* Action item *
Your job is to return every line in the data holding the string "ReentrancyPolicy".
········
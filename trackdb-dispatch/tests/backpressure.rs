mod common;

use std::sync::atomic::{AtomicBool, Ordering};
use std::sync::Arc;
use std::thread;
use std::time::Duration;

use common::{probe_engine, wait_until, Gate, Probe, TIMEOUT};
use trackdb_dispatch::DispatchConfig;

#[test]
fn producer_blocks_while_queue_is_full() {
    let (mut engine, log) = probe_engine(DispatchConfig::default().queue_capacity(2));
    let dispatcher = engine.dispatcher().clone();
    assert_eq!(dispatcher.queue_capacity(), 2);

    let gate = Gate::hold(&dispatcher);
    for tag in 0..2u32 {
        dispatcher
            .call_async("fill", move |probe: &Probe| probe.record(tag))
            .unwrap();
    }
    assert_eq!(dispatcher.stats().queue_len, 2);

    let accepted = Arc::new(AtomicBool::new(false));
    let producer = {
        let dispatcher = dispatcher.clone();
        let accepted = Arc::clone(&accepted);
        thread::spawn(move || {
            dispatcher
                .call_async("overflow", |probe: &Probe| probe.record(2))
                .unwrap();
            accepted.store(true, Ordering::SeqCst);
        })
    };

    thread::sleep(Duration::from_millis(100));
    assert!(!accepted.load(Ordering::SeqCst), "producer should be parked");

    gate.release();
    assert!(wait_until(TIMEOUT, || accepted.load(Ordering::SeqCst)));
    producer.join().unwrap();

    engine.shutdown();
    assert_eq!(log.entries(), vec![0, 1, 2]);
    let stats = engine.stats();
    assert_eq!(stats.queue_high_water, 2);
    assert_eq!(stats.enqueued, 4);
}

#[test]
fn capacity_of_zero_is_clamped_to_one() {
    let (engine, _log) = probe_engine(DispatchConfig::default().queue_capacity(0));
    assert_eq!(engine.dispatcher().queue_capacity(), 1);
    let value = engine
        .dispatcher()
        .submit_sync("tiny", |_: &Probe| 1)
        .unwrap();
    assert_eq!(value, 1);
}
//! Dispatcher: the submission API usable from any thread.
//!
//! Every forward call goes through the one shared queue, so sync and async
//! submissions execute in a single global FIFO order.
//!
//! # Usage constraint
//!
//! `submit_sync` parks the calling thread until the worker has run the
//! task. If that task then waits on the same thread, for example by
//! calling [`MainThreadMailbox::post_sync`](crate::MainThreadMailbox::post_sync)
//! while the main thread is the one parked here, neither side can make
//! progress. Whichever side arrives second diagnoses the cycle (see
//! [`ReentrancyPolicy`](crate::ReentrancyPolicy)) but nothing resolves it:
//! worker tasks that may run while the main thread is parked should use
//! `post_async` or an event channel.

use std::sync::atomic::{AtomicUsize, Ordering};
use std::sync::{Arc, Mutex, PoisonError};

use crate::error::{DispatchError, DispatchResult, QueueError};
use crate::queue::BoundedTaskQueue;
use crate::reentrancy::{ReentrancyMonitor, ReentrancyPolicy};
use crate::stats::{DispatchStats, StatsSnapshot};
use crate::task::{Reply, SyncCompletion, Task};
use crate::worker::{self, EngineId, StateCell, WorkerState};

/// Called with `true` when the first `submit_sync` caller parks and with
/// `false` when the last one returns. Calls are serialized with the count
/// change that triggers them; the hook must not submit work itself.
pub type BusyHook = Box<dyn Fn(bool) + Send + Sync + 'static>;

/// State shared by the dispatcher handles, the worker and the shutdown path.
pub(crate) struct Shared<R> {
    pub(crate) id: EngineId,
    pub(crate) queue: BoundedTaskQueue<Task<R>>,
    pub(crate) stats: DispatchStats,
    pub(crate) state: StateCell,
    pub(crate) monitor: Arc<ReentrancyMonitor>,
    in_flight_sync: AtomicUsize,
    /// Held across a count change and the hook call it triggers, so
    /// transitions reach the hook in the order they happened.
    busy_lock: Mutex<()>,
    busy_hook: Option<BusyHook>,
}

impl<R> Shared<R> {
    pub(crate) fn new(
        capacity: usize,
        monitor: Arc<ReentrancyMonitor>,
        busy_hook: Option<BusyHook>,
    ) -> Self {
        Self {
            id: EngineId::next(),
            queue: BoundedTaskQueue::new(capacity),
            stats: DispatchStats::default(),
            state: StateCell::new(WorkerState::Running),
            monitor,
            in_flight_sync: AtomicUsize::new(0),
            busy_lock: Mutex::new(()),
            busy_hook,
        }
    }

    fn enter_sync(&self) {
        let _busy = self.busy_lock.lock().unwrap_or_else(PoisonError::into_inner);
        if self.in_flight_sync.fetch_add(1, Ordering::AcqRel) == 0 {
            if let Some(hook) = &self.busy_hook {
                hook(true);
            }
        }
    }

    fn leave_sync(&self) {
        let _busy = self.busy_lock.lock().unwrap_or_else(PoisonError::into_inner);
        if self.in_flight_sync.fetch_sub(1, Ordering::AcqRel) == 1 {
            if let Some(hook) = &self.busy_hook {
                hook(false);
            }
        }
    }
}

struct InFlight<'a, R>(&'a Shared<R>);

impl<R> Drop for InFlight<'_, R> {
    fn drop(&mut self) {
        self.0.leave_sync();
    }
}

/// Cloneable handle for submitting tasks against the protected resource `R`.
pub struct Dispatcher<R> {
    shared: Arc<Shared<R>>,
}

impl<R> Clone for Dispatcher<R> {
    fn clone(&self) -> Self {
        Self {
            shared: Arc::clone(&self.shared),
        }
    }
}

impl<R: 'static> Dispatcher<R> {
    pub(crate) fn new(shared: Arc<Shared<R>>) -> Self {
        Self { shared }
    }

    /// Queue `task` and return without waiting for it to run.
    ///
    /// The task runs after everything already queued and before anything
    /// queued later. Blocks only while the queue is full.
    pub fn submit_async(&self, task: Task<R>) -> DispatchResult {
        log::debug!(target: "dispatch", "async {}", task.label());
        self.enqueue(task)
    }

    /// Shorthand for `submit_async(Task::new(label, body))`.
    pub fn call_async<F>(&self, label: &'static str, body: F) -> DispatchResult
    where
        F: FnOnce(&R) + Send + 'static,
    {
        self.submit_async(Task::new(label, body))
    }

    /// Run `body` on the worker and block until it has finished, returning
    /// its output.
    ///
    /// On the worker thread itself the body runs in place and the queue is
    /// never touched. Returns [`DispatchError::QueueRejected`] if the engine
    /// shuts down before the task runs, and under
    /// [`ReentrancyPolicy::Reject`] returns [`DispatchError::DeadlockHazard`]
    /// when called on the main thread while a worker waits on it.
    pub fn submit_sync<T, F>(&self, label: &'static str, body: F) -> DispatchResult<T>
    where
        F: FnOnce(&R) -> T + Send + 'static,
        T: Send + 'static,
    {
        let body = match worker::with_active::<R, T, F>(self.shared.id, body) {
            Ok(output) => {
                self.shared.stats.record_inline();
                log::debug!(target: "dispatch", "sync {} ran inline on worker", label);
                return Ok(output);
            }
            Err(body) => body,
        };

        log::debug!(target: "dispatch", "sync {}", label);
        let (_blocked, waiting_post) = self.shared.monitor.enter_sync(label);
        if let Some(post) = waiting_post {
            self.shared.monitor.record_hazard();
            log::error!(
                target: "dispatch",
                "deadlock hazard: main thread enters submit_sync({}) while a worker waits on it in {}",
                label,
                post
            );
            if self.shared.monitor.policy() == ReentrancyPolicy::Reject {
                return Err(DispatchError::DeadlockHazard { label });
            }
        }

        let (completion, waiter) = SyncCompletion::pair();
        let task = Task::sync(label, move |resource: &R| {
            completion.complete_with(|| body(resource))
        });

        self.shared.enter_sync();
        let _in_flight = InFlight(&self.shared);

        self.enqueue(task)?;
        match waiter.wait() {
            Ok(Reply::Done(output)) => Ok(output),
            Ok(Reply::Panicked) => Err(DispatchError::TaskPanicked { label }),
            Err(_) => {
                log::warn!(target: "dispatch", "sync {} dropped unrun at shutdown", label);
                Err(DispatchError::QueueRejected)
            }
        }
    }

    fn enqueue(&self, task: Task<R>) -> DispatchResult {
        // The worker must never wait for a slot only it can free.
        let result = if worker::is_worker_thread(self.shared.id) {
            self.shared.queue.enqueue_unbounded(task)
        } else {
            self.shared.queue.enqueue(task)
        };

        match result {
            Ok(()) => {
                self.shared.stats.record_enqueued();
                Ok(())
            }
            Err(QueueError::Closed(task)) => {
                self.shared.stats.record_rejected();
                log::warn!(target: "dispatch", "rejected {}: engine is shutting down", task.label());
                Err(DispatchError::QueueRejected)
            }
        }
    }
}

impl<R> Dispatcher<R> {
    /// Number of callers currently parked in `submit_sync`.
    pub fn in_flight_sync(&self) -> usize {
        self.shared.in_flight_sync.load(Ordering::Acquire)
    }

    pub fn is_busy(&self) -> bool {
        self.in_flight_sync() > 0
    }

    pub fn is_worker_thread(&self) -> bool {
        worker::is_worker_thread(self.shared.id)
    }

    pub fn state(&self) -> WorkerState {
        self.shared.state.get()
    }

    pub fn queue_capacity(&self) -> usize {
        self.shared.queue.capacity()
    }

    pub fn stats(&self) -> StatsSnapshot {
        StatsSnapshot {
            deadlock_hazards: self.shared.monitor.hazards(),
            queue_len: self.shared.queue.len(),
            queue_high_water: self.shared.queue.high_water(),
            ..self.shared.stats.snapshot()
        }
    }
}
········
* Your response *
//! [`ReentrancyPolicy`](crate::ReentrancyPolicy)) but nothing resolves it:
use crate::reentrancy::{ReentrancyMonitor, ReentrancyPolicy};
    /// [`ReentrancyPolicy::Reject`] returns [`DispatchError::DeadlockHazard`]
            if self.shared.monitor.policy() == ReentrancyPolicy::Reject {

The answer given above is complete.